People with PLMD often do not know the cause of their excessive daytime sleepiness, and their limb movements are reported by a spouse or sleep partner. PLMD cannot be diagnosed by polysomnogram (PSG) sleep study alone; it is necessary to obtain a full medical history and take into account all available information.

Polysomnography is recognized as the assessment method that brings the most precise information on sleep quality, sleep structure, and physiological parameters during sleep (respiration, heart rate, movements). Therefore, diagnosis of PLMD can usually be established only in laboratory settings. As people usually ignore the cause of their daytime impairments, PLMS during sleep are mostly found through laboratory examination rather than clinical complaints.

Video-Polysomnography may be recommended to distinguish PLMS from other leg movements during sleep time, which may be similar to PLMS when it comes to duration and pattern. Measures from PSG allocated to the diagnosis of PLMD are essentially based on electromyography (EMG), measuring muscle activity. EMG electrodes are usually placed on the anterior tibialis muscle.
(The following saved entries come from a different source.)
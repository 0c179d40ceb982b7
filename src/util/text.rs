use std::collections::HashMap;

/// Replaces every `%key%` in `template` with its value.
///
/// Unknown placeholders are left untouched so a missing value is visible in chat
/// rather than silently dropped.
pub fn format_placeholders(template: &str, placeholders: &HashMap<&str, String>) -> String {
    let mut message = template.to_string();
    for (key, value) in placeholders {
        message = message.replace(&format!("%{}%", key), value);
    }
    message
}

/// Lowercase name with spaces replaced by underscores, used as select option values.
pub fn component_slug(name: &str) -> String {
    name.to_lowercase().replace(' ', "_")
}

/// Discord relative timestamp markup, rendered client-side as "in 5 minutes".
pub fn discord_relative_timestamp(unix_seconds: i64) -> String {
    format!("<t:{}:R>", unix_seconds)
}

/// Compact duration such as `1h 5m 3s`, leading zero units omitted.
pub fn format_duration(total_secs: i64) -> String {
    let total_secs = total_secs.max(0);
    let (hours, minutes, seconds) = (total_secs / 3600, total_secs % 3600 / 60, total_secs % 60);

    match (hours, minutes) {
        (0, 0) => format!("{}s", seconds),
        (0, _) => format!("{}m {}s", minutes, seconds),
        _ => format!("{}h {}m {}s", hours, minutes, seconds),
    }
}

/// Builds a placeholder map from `(key, value)` pairs.
pub fn placeholders<const N: usize>(pairs: [(&'static str, String); N]) -> HashMap<&'static str, String> {
    pairs.into_iter().collect()
}
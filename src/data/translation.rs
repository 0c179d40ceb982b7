//! Translation data repository.

use migration::OnConflict;
use sea_orm::{ActiveValue, DatabaseConnection, DbErr, EntityTrait, PaginatorTrait};

use crate::model::translation::Translation;

pub struct TranslationRepository<'a> {
    db: &'a DatabaseConnection,
}

impl<'a> TranslationRepository<'a> {
    /// Creates a new TranslationRepository instance.
    ///
    /// # Arguments
    /// - `db` - Reference to the database connection
    pub fn new(db: &'a DatabaseConnection) -> Self {
        Self { db }
    }

    /// Gets every stored message of every language.
    pub async fn get_all(&self) -> Result<Vec<Translation>, DbErr> {
        let entities = entity::prelude::Translation::find().all(self.db).await?;

        Ok(entities.into_iter().map(Translation::from_entity).collect())
    }

    /// Inserts or overwrites messages by `(language_code, message_key)`.
    ///
    /// # Returns
    /// - `Ok(usize)` - Number of messages written
    /// - `Err(DbErr)` - Database error during upsert
    pub async fn upsert_many(&self, translations: &[Translation]) -> Result<usize, DbErr> {
        for translation in translations {
            entity::prelude::Translation::insert(entity::translation::ActiveModel {
                language_code: ActiveValue::Set(translation.language_code.clone()),
                message_key: ActiveValue::Set(translation.message_key.clone()),
                message: ActiveValue::Set(translation.message.clone()),
            })
            .on_conflict(
                OnConflict::columns([
                    entity::translation::Column::LanguageCode,
                    entity::translation::Column::MessageKey,
                ])
                .update_column(entity::translation::Column::Message)
                .to_owned(),
            )
            .exec(self.db)
            .await?;
        }

        Ok(translations.len())
    }

    pub async fn count(&self) -> Result<u64, DbErr> {
        entity::prelude::Translation::find().count(self.db).await
    }
}
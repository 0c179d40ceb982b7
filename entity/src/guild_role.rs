use sea_orm::entity::prelude::*;

/// Discord role granted to members of an in-game guild on a given server.
#[derive(Clone, Debug, PartialEq, DeriveEntityModel)]
#[sea_orm(table_name = "guild_roles")]
pub struct Model {
    #[sea_orm(primary_key, auto_increment = false)]
    pub guild_id: String,
    #[sea_orm(primary_key, auto_increment = false)]
    pub ingame_guild: String,
    pub role_id: String,
}

#[derive(Copy, Clone, Debug, EnumIter, DeriveRelation)]
pub enum Relation {}

impl ActiveModelBehavior for ActiveModel {}
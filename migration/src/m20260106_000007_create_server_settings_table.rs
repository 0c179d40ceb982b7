use sea_orm_migration::{prelude::*, schema::*};

#[derive(DeriveMigrationName)]
pub struct Migration;

#[async_trait::async_trait]
impl MigrationTrait for Migration {
    async fn up(&self, manager: &SchemaManager) -> Result<(), DbErr> {
        manager
            .create_table(
                Table::create()
                    .table(ServerSettings::Table)
                    .if_not_exists()
                    .col(string_len(ServerSettings::GuildId, 24).primary_key())
                    .col(string_len(ServerSettings::Language, 8).default("en-US"))
                    .col(string_len(ServerSettings::SystemAnnouncementType, 16).default("NONE"))
                    .col(string_len_null(ServerSettings::SystemAnnouncementChannelId, 24))
                    .to_owned(),
            )
            .await
    }

    async fn down(&self, manager: &SchemaManager) -> Result<(), DbErr> {
        manager
            .drop_table(Table::drop().table(ServerSettings::Table).to_owned())
            .await
    }
}

#[derive(DeriveIden)]
pub enum ServerSettings {
    #[sea_orm(iden = "server_settings")]
    Table,
    GuildId,
    Language,
    SystemAnnouncementType,
    SystemAnnouncementChannelId,
}
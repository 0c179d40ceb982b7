mod bot;
mod cache;
mod config;
mod data;
mod error;
mod model;
mod scheduler;
mod service;
mod startup;
mod state;
mod util;

use clap::{Parser, Subcommand};
use tracing_subscriber::EnvFilter;

use crate::{config::Config, error::AppError, service::seed::SeedService};

#[derive(Parser)]
#[command(name = "fantasy-frontiers", about = "Fantasy Frontiers Discord bot")]
struct Cli {
    #[command(subcommand)]
    command: Option<Command>,
}

#[derive(Subcommand)]
enum Command {
    /// Connect to Discord and run the game (default)
    Start,
    /// Run database migrations and import the bundled towns and translations
    Migrate,
    /// Generate town images
    Images,
}

#[tokio::main]
async fn main() -> Result<(), AppError> {
    dotenvy::dotenv().ok();

    tracing_subscriber::fmt()
        .with_env_filter(
            EnvFilter::from_default_env().add_directive(tracing::Level::INFO.into()),
        )
        .init();

    let cli = Cli::parse();
    let config = Config::from_env()?;

    match cli.command.unwrap_or(Command::Start) {
        Command::Start => start(config).await,
        Command::Migrate => migrate(config).await,
        Command::Images => {
            tracing::warn!("Image generation is not supported");
            Ok(())
        }
    }
}

async fn migrate(config: Config) -> Result<(), AppError> {
    let db = startup::connect_to_database(&config).await?;
    let report = SeedService::new(&db).import_all().await?;

    tracing::info!(
        "Imported {} towns and {} translations",
        report.towns,
        report.translations
    );

    Ok(())
}

async fn start(config: Config) -> Result<(), AppError> {
    let db = startup::connect_to_database(&config).await?;
    let state = startup::load_state(db).await?;

    let mut client = bot::start::build_client(&config, state.clone()).await?;
    let discord_http = client.http.clone();

    let mut travel_scheduler =
        scheduler::travel::start_scheduler(state.clone(), discord_http.clone()).await?;

    let shard_manager = client.shard_manager.clone();
    tokio::spawn(async move {
        if let Err(e) = tokio::signal::ctrl_c().await {
            tracing::error!("Failed to listen for shutdown signal: {}", e);
            return;
        }

        tracing::info!("Shutting down");
        if let Err(e) = travel_scheduler.shutdown().await {
            tracing::error!("Failed to stop travel scheduler: {}", e);
        }
        scheduler::travel::stop_travels(&state, &discord_http).await;
        shard_manager.shutdown_all().await;
    });

    bot::start::start_bot(&mut client).await
}
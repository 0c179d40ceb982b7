//! Imports the bundled world data and messages into the database.
//!
//! Run by the `migrate` command. Every import is an upsert, so running it
//! again after editing the resources updates existing rows in place.

use std::collections::HashMap;

use sea_orm::DatabaseConnection;

use crate::{
    data::{town::TownRepository, translation::TranslationRepository},
    error::AppError,
    model::{town::Town, translation::Translation},
};

const TOWNS_JSON: &str = include_str!("../../resources/towns.json");

/// Bundled message files as `(language code, flat key to message JSON object)`.
const TRANSLATIONS_JSON: [(&str, &str); 2] = [
    (
        "en-US",
        include_str!("../../resources/translations/en-US.json"),
    ),
    (
        "de-DE",
        include_str!("../../resources/translations/de-DE.json"),
    ),
];

/// Number of rows written by [`SeedService::import_all`].
#[derive(Debug, Clone, Copy, PartialEq, Eq, Default)]
pub struct SeedReport {
    pub towns: usize,
    pub translations: usize,
}

pub struct SeedService<'a> {
    db: &'a DatabaseConnection,
}

impl<'a> SeedService<'a> {
    /// Creates a new SeedService instance.
    ///
    /// # Arguments
    /// - `db` - Reference to the database connection
    pub fn new(db: &'a DatabaseConnection) -> Self {
        Self { db }
    }

    /// Imports the bundled towns and translations.
    ///
    /// # Returns
    /// - `Ok(SeedReport)` - Rows written per table
    /// - `Err(AppError::SerdeErr)` - A bundled resource is not valid JSON
    /// - `Err(AppError::DbErr)` - Database error during upsert
    pub async fn import_all(&self) -> Result<SeedReport, AppError> {
        let towns = self.import_towns(&bundled_towns()?).await?;
        let translations = self
            .import_translations(&bundled_translations()?)
            .await?;

        tracing::info!(
            "Imported {} towns and {} translations",
            towns,
            translations
        );

        Ok(SeedReport {
            towns,
            translations,
        })
    }

    pub async fn import_towns(&self, towns: &[Town]) -> Result<usize, AppError> {
        Ok(TownRepository::new(self.db).upsert_many(towns).await?)
    }

    pub async fn import_translations(
        &self,
        translations: &[Translation],
    ) -> Result<usize, AppError> {
        Ok(TranslationRepository::new(self.db)
            .upsert_many(translations)
            .await?)
    }
}

/// Parses the world map shipped with the binary.
pub fn bundled_towns() -> Result<Vec<Town>, serde_json::Error> {
    serde_json::from_str(TOWNS_JSON)
}

/// Parses every bundled message file.
pub fn bundled_translations() -> Result<Vec<Translation>, serde_json::Error> {
    let mut translations = Vec::new();

    for (language_code, json) in TRANSLATIONS_JSON {
        translations.extend(parse_messages(language_code, json)?);
    }

    Ok(translations)
}

fn parse_messages(language_code: &str, json: &str) -> Result<Vec<Translation>, serde_json::Error> {
    let messages: HashMap<String, String> = serde_json::from_str(json)?;

    Ok(messages
        .into_iter()
        .map(|(message_key, message)| Translation {
            language_code: language_code.to_string(),
            message_key,
            message,
        })
        .collect())
}

#[cfg(test)]
mod tests {
    use super::*;
    use crate::model::{
        location::SpecialLocation,
        town::{CAPITAL, DEFAULT_TOWN},
    };
    use test_utils::builder::TestBuilder;

    #[test]
    fn bundled_towns_are_connected() {
        let towns = bundled_towns().unwrap();
        assert_eq!(towns.len(), 12);

        let names: Vec<&str> = towns.iter().map(|t| t.name.as_str()).collect();
        assert!(names.contains(&CAPITAL));
        assert!(names.contains(&DEFAULT_TOWN));

        for town in &towns {
            assert!(!town.connections.is_empty(), "{} has no roads", town.name);
            for connection in &town.connections {
                let destination = connection.destination().unwrap();
                assert!(
                    names.contains(&destination.town.as_str()),
                    "{} leads to unknown {}",
                    town.name,
                    connection.name
                );
            }
        }
    }

    #[test]
    fn port_connections_lead_to_ports() {
        let towns = bundled_towns().unwrap();

        for connection in towns.iter().flat_map(|t| &t.connections) {
            let destination = connection.destination().unwrap();
            if destination.special != SpecialLocation::Port {
                continue;
            }
            let target = towns.iter().find(|t| t.name == destination.town).unwrap();
            assert!(target.features.port, "{} has no port", target.name);
        }
    }

    #[test]
    fn every_language_has_a_name() {
        let translations = bundled_translations().unwrap();

        for (language_code, _) in TRANSLATIONS_JSON {
            assert!(translations
                .iter()
                .any(|t| t.language_code == language_code && t.message_key == "translation.name"));
        }
    }

    #[test]
    fn parses_flat_message_objects() {
        let parsed = parse_messages("en-US", r#"{"backpack.next": "Next"}"#).unwrap();
        assert_eq!(
            parsed,
            vec![Translation {
                language_code: "en-US".to_string(),
                message_key: "backpack.next".to_string(),
                message: "Next".to_string(),
            }]
        );

        assert!(parse_messages("en-US", r#"{"nested": {"key": "x"}}"#).is_err());
    }

    #[tokio::test]
    async fn imports_bundled_data_twice() -> Result<(), AppError> {
        let test = TestBuilder::new()
            .with_town_tables()
            .with_table(entity::prelude::Translation)
            .build()
            .await
            .unwrap();
        let db = test.db.as_ref().unwrap();

        let service = SeedService::new(db);
        let first = service.import_all().await?;
        assert_eq!(first.towns, 12);

        service.import_all().await?;

        let towns = TownRepository::new(db).get_all().await?;
        assert_eq!(towns.len(), 12);
        let translations = TranslationRepository::new(db).count().await?;
        assert_eq!(translations as usize, first.translations);

        Ok(())
    }
}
Recent studies showed that actigraphy may be combined with PSG as a screening tool for PLMD diagnosis. Actigraphs are watch-shaped devices - usually worn by the adult population on the wrist - used to record sleep and wake periods for at least a week. Recent actigraphy devices allow more precise recordings, which help evaluate if actual movements meet diagnostic criteria for PLMD. Recent studies showed that actigraph records reflect the PLMI criterion quite accurately.

Crucial for the diagnosis are the inter-movement intervals and the frequency of PLMS - each movement must happen within a 4 to 90 second interval from the previous movement. The periodic limb movement index (PLMI), which corresponds to the number of periodic limb movements per hour, must be more than 15 movements per hour in adults and 5 movements or more per hour in children. The diagnosis of PLMD requires a visible cause-and-effect relationship between PLMS and an observed sleep disturbance or daytime impairment (both disturbance and impairment have to be clinically significant).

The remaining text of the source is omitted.